In disposing of the case, it is but fair to say that nothing herein is intended as a reflection upon the good faith or professional conduct of appellees’ counsel in this matter. He appears to have treated the plaintiff with entire courtesy,' explaining to her the nature and extent of her right to choose between the benefits of the will and those secured to her by statute. But, granting all this, it is very clear that the election was procured under circumstances which call for equitable interference in the widow’s behalf. Counsel for appellees is mistaken in classing this case with those for canceling deeds or contracts duly executed. Says the Delaware court:

“The fundamental idea of an election is that of a designed choice of one thing rather than another, and the selection cannot be made satisfactorily when there is, at the time, a misconception of the rights between which the choice is made. This feature marks a line of distinction between mistakes in making elections from other mistakes; and with good reason a more liberal rule prevails in granting equitable relief from the latter than from the former.” In re McFarlin, 9 Del. Ch. 430 (75 Atl. 285).

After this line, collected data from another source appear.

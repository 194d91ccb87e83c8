use std::fmt;
use std::sync::Arc;

use quiz_core::gesture::{CardPose, DragEvent, SwipeOutcome, SwipeTracker};
use quiz_core::model::{
    Advance, AnswerOutcome, HistoryEntry, IncorrectAnswerPolicy, QuizId, QuizResult, QuizSession,
    QuizSessionError, QuizSettings, SessionPhase,
};
use storage::bank::QuestionBank;
use storage::repository::HistoryRepository;

use super::report::{CompletionReport, ConfirmReport, HistoryWrite, Resolution, Step};
use crate::Clock;
use crate::capabilities::{ConfirmPrompt, FeedbackSignal, NavigationTarget, SessionCapabilities};
use crate::error::SessionError;

/// Drives one quiz session for one screen.
///
/// Owns the session state and calls out to the injected capabilities for dialogs,
/// feedback and navigation. Answering never advances implicitly: every move to the
/// next question goes through `advance`/`skip`.
pub struct QuizSessionController {
    clock: Clock,
    settings: QuizSettings,
    bank: Arc<dyn QuestionBank>,
    history: Arc<dyn HistoryRepository>,
    capabilities: SessionCapabilities,
    session: Option<QuizSession>,
    swipe: SwipeTracker,
    completion: Option<CompletionReport>,
}

impl QuizSessionController {
    #[must_use]
    pub fn new(
        clock: Clock,
        settings: QuizSettings,
        bank: Arc<dyn QuestionBank>,
        history: Arc<dyn HistoryRepository>,
        capabilities: SessionCapabilities,
    ) -> Self {
        Self {
            clock,
            settings,
            bank,
            history,
            capabilities,
            session: None,
            swipe: SwipeTracker::new(settings.swipe()),
            completion: None,
        }
    }

    #[must_use]
    pub fn phase(&self) -> SessionPhase {
        self.session
            .as_ref()
            .map_or(SessionPhase::Loading, QuizSession::phase)
    }

    #[must_use]
    pub fn session(&self) -> Option<&QuizSession> {
        self.session.as_ref()
    }

    #[must_use]
    pub fn card_pose(&self) -> CardPose {
        self.swipe.pose()
    }

    #[must_use]
    pub fn last_completion(&self) -> Option<&CompletionReport> {
        self.completion.as_ref()
    }

    /// Look up the quiz and start the session at the first question.
    ///
    /// # Errors
    ///
    /// Returns `SessionError::NotFound` if the bank has no such quiz and
    /// `SessionError::AlreadyStarted` if a quiz was loaded before.
    pub fn load_quiz(&mut self, id: &QuizId) -> Result<&QuizSession, SessionError> {
        if self.session.is_some() {
            return Err(SessionError::AlreadyStarted);
        }
        let Some(quiz) = self.bank.get_quiz_by_id(id) else {
            tracing::warn!(quiz_id = %id, "quiz not found");
            return Err(SessionError::NotFound(id.clone()));
        };

        tracing::info!(quiz_id = %id, questions = quiz.len(), "quiz session started");
        self.swipe.reset();
        Ok(self.session.insert(QuizSession::start(quiz, self.clock.now())))
    }

    /// # Errors
    ///
    /// Propagates state errors (out-of-range index, resolved question, ended session).
    pub fn select_alternative(&mut self, index: usize) -> Result<(), SessionError> {
        self.session_mut()?.select_alternative(index)?;
        Ok(())
    }

    /// Confirm the current selection and apply the resulting transition.
    ///
    /// - no selection: asks to skip,
    /// - correct: advances,
    /// - incorrect: plays the shake feedback, then follows the incorrect-answer policy,
    /// - already answered: advances.
    ///
    /// # Errors
    ///
    /// Returns `SessionError` if no quiz is loaded or the session already ended.
    pub async fn confirm_answer(&mut self) -> Result<ConfirmReport, SessionError> {
        if self.session_mut()?.awaiting_advance() {
            let step = self.advance().await?;
            return Ok(ConfirmReport {
                resolution: Resolution::Continued,
                step: Some(step),
            });
        }

        match self.session_mut()?.confirm_answer()? {
            AnswerOutcome::Unanswered => {
                let step = self.request_skip().await?;
                let resolution = if step.is_some() {
                    Resolution::Skipped
                } else {
                    Resolution::SkipDeclined
                };
                Ok(ConfirmReport { resolution, step })
            }
            AnswerOutcome::Correct => {
                let step = self.advance().await?;
                Ok(ConfirmReport {
                    resolution: Resolution::Correct,
                    step: Some(step),
                })
            }
            AnswerOutcome::Incorrect { correct_index } => {
                self.capabilities
                    .feedback
                    .play(FeedbackSignal::Shake)
                    .await;
                let step = match self.settings.incorrect_policy() {
                    IncorrectAnswerPolicy::AdvanceAfterFeedback => Some(self.advance().await?),
                    IncorrectAnswerPolicy::RequireSkip => None,
                };
                Ok(ConfirmReport {
                    resolution: Resolution::Incorrect { correct_index },
                    step,
                })
            }
        }
    }

    /// Ask the user whether to skip; skips on acceptance.
    ///
    /// Returns `None` when the user keeps the question.
    ///
    /// # Errors
    ///
    /// Returns `SessionError` if no active session exists.
    pub async fn request_skip(&mut self) -> Result<Option<Step>, SessionError> {
        self.ensure_active()?;
        let prompt = ConfirmPrompt::skip_question();
        let choice = self.capabilities.confirmer.confirm(&prompt).await;
        if !prompt.is_accepted(choice) {
            tracing::debug!("skip declined");
            return Ok(None);
        }
        self.skip().await.map(Some)
    }

    /// Move on without touching the score.
    ///
    /// # Errors
    ///
    /// Returns `SessionError` if no active session exists.
    pub async fn skip(&mut self) -> Result<Step, SessionError> {
        let now = self.clock.now();
        let advance = self.session_mut()?.skip(now)?;
        self.finish_step(advance).await
    }

    /// Move to the next question, or finish and record history on the last one.
    ///
    /// # Errors
    ///
    /// Returns `SessionError` if no active session exists.
    pub async fn advance(&mut self) -> Result<Step, SessionError> {
        let now = self.clock.now();
        let advance = self.session_mut()?.advance(now)?;
        self.finish_step(advance).await
    }

    /// End the session without recording history and leave the quiz screen.
    ///
    /// # Errors
    ///
    /// Returns `SessionError` if no active session exists.
    pub fn abort(&mut self) -> Result<(), SessionError> {
        self.session_mut()?.abort()?;
        self.swipe.reset();
        tracing::info!("quiz session aborted");
        self.capabilities.navigator.go_to(NavigationTarget::Home);
        Ok(())
    }

    /// Ask the user whether to stop; aborts on acceptance. Returns whether it stopped.
    ///
    /// # Errors
    ///
    /// Returns `SessionError` if no active session exists.
    pub async fn request_stop(&mut self) -> Result<bool, SessionError> {
        self.ensure_active()?;
        let prompt = ConfirmPrompt::stop_quiz();
        let choice = self.capabilities.confirmer.confirm(&prompt).await;
        if !prompt.is_accepted(choice) {
            return Ok(false);
        }
        self.abort()?;
        Ok(true)
    }

    /// Feed a drag report from the gesture runtime. A release past the skip
    /// threshold asks for skip confirmation.
    ///
    /// # Errors
    ///
    /// Returns `SessionError` if no active session exists.
    pub async fn handle_drag(&mut self, event: DragEvent) -> Result<Option<Step>, SessionError> {
        self.ensure_active()?;
        match self.swipe.handle(event) {
            Some(SwipeOutcome::SkipRequested) => self.request_skip().await,
            Some(SwipeOutcome::SnapBack) | None => Ok(None),
        }
    }

    fn session_mut(&mut self) -> Result<&mut QuizSession, SessionError> {
        self.session.as_mut().ok_or(SessionError::NotLoaded)
    }

    fn ensure_active(&self) -> Result<(), SessionError> {
        match self.phase() {
            SessionPhase::Active => Ok(()),
            SessionPhase::Loading => Err(SessionError::NotLoaded),
            phase => Err(QuizSessionError::NotActive { phase }.into()),
        }
    }

    async fn finish_step(&mut self, advance: Advance) -> Result<Step, SessionError> {
        self.swipe.reset();
        match advance {
            Advance::Next { index } => Ok(Step::Next { index }),
            Advance::Finished(result) => {
                let report = self.record_completion(&result).await?;
                Ok(Step::Completed(report))
            }
        }
    }

    async fn record_completion(
        &mut self,
        result: &QuizResult,
    ) -> Result<CompletionReport, SessionError> {
        let entry = HistoryEntry::from_result(result)?;

        let write = match self.history.append(&entry).await {
            Ok(()) => HistoryWrite::Saved,
            Err(err) => {
                tracing::warn!(error = %err, entry_id = %entry.id(), "failed to record quiz history");
                HistoryWrite::Failed(err.to_string())
            }
        };

        tracing::info!(
            quiz = entry.quiz_title(),
            points = entry.points(),
            questions = entry.questions(),
            "quiz completed"
        );
        self.capabilities.navigator.go_to(NavigationTarget::Finish {
            points: entry.points(),
            total: entry.questions(),
        });

        let report = CompletionReport { entry, write };
        self.completion = Some(report.clone());
        Ok(report)
    }
}

impl fmt::Debug for QuizSessionController {
    fn fmt(&self, f: &mut fmt::Formatter<'_>) -> fmt::Result {
        f.debug_struct("QuizSessionController")
            .field("settings", &self.settings)
            .field("phase", &self.phase())
            .field("session", &self.session)
            .field("completion", &self.completion)
            .finish_non_exhaustive()
    }
}
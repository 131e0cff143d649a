// ============================================================================
// FORMAT HELPERS - Display formatting for wire values
// ============================================================================

#[cfg(test)]
#[path = "format_test.rs"]
mod format_test;

use chrono::{DateTime, NaiveDate};
use serde_json::Value;

/// Escape text for interpolation into HTML markup.
pub fn escape_html(text: &str) -> String {
    let mut out = String::with_capacity(text.len());
    for ch in text.chars() {
        match ch {
            '&' => out.push_str("&amp;"),
            '<' => out.push_str("&lt;"),
            '>' => out.push_str("&gt;"),
            '"' => out.push_str("&quot;"),
            '\'' => out.push_str("&#39;"),
            _ => out.push(ch),
        }
    }
    out
}

/// Render a backend date (RFC 3339 or bare `YYYY-MM-DD`) as e.g. "12 Mar 2026".
/// Falls back to the raw string when it does not parse.
pub fn format_date(raw: &str) -> String {
    if let Ok(dt) = DateTime::parse_from_rfc3339(raw) {
        return dt.format("%d %b %Y").to_string();
    }
    if let Ok(date) = NaiveDate::parse_from_str(raw, "%Y-%m-%d") {
        return date.format("%d %b %Y").to_string();
    }
    raw.to_string()
}

/// Render a loosely-typed JSON field (string or number) for display.
/// The backend is not consistent about numeric fields like age/experience.
pub fn display_value(value: &Option<Value>) -> String {
    match value {
        Some(Value::String(s)) => s.clone(),
        Some(Value::Number(n)) => n.to_string(),
        _ => String::new(),
    }
}
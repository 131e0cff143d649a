use super::*;

// =============================================================
// ObjectRef: bare id vs populated reference
// =============================================================

#[test]
fn doctor_id_deserializes_from_a_bare_string() {
    let appt: Appointment = serde_json::from_value(serde_json::json!({
        "_id": "a1",
        "doctorId": "d1",
        "patientId": "p1",
        "appointmentDate": "2026-03-11T00:00:00.000Z",
        "appointmentTime": "10:00",
        "description": "Checkup",
        "status": "pending",
    }))
    .unwrap();

    assert_eq!(appt.doctor.as_ref().map(|d| d.id()), Some("d1"));
    assert_eq!(appt.doctor.as_ref().and_then(|d| d.display_name()), None);
    assert!(!appt.is_confirmed());
}

#[test]
fn doctor_id_deserializes_from_a_populated_object() {
    let appt: Appointment = serde_json::from_value(serde_json::json!({
        "_id": "a1",
        "doctorId": {"_id": "d1", "firstName": "Dev", "lastName": "Rao"},
        "patientId": {"_id": "p1", "firstName": "Asha", "lastName": "Iyer"},
        "appointmentDate": "2026-03-11T00:00:00.000Z",
        "appointmentTime": "10:00",
        "status": "confirmed",
    }))
    .unwrap();

    assert_eq!(appt.doctor.as_ref().map(|d| d.id()), Some("d1"));
    assert_eq!(
        appt.doctor.as_ref().and_then(|d| d.display_name()),
        Some("Dev Rao".to_string())
    );
    assert!(appt.is_confirmed());
}

#[test]
fn missing_refs_and_status_default() {
    let appt: Appointment = serde_json::from_value(serde_json::json!({
        "_id": "a1",
        "appointmentDate": "2026-03-11",
        "appointmentTime": "10:00",
    }))
    .unwrap();

    assert!(appt.doctor.is_none());
    assert!(appt.patient.is_none());
    assert_eq!(appt.status_label(), STATUS_PENDING);
}

// =============================================================
// Envelope
// =============================================================

#[test]
fn appointments_envelope_tolerates_an_absent_list() {
    let response: AppointmentsResponse = serde_json::from_str("{}").unwrap();
    assert!(response.appointments.is_empty());
}
// ============================================================================
// ERROR TAXONOMY - How backend failures surface in the UI
// ============================================================================
// Four classes matter to callers: transient network/backend trouble (toast),
// 401/403 (session clear + redirect, app-wide), 404 (specific "not found"
// copy), and field-level validation maps (inline under the form field).
// ============================================================================

#[cfg(test)]
#[path = "error_test.rs"]
mod error_test;

use std::collections::HashMap;
use thiserror::Error;

use crate::models::ErrorBody;

#[derive(Clone, Debug, PartialEq, Error)]
pub enum ApiError {
    /// Request never produced a response (offline, DNS, CORS, ...).
    #[error("network error: {0}")]
    Network(String),

    /// Authentication failure. Every feature surface reacts identically:
    /// clear the session and return to login.
    #[error("{message}")]
    Unauthorized { status: u16, message: String },

    /// The fetched resource does not exist.
    #[error("{message}")]
    NotFound { message: String },

    /// Backend returned a structured `{ errors: { field: message } }` map.
    #[error("validation failed")]
    Validation(HashMap<String, String>),

    /// Any other non-2xx response.
    #[error("{message}")]
    Status { status: u16, message: String },

    /// 2xx response whose body did not match the expected shape.
    #[error("malformed response: {0}")]
    Decode(String),
}

impl ApiError {
    pub fn is_unauthorized(&self) -> bool {
        matches!(self, ApiError::Unauthorized { .. })
    }

    /// One-line message suitable for a toast/banner.
    pub fn user_message(&self) -> String {
        match self {
            ApiError::Network(_) => "Something went wrong. Please try again.".to_string(),
            ApiError::Unauthorized { message, .. } => message.clone(),
            ApiError::NotFound { message } => message.clone(),
            ApiError::Validation(fields) => fields
                .values()
                .next()
                .cloned()
                .unwrap_or_else(|| "Please correct the highlighted fields".to_string()),
            ApiError::Status { message, .. } => message.clone(),
            ApiError::Decode(_) => "Something went wrong. Please try again.".to_string(),
        }
    }
}

/// Classify a non-2xx response. Status decides the class; the body (when it
/// parses as one of the known error shapes) supplies the message.
pub fn classify_error(status: u16, status_text: &str, body: &str) -> ApiError {
    let parsed: ErrorBody = serde_json::from_str(body).unwrap_or_default();
    let message = parsed
        .message
        .or(parsed.error)
        .unwrap_or_else(|| format!("HTTP {}: {}", status, status_text));

    match status {
        401 | 403 => ApiError::Unauthorized { status, message },
        404 => ApiError::NotFound { message },
        _ => {
            if let Some(errors) = parsed.errors.filter(|map| !map.is_empty()) {
                ApiError::Validation(errors)
            } else {
                ApiError::Status { status, message }
            }
        }
    }
}

/// What the login/signup forms surface: a user-facing message, or a
/// per-field error map rendered inline.
#[derive(Clone, Debug, PartialEq, Error)]
pub enum AuthError {
    #[error("{0}")]
    Rejected(String),
    #[error("please correct the highlighted fields")]
    Fields(HashMap<String, String>),
}

impl AuthError {
    pub fn message(&self) -> String {
        match self {
            AuthError::Rejected(message) => message.clone(),
            AuthError::Fields(fields) => fields
                .values()
                .next()
                .cloned()
                .unwrap_or_else(|| "Please correct the highlighted fields".to_string()),
        }
    }

    pub fn field(&self, name: &str) -> Option<&str> {
        match self {
            AuthError::Fields(fields) => fields.get(name).map(String::as_str),
            AuthError::Rejected(_) => None,
        }
    }
}

impl From<ApiError> for AuthError {
    fn from(err: ApiError) -> Self {
        match err {
            ApiError::Validation(fields) => AuthError::Fields(fields),
            other => AuthError::Rejected(other.user_message()),
        }
    }
}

See, also, 1 Pomeroy’s Equity Jurisprudence (3d Ed.), Section 512.

In Evans’ Appeal, 51 Conn. 435, the widow was allowed to retract her election because she had been incorrectly advised as to her rights.

In Dudley v. Pigg, 149 Ind. 363 (48 N. E. 642), the authorities are quite fully considered, and it is there held that the widow’s right to elect to take under the law within the time fixed *360by statute “cannot be barred, except by such conduct as will constitute an estoppel.” This was said in a case where the widow had, in fact, executed an election to take under the will. Indeed, in practically every authority we have cited, the withdrawal of an election between a will and a statutory right has been sustained upon proofs which would be insufficient to set aside a deed or contract.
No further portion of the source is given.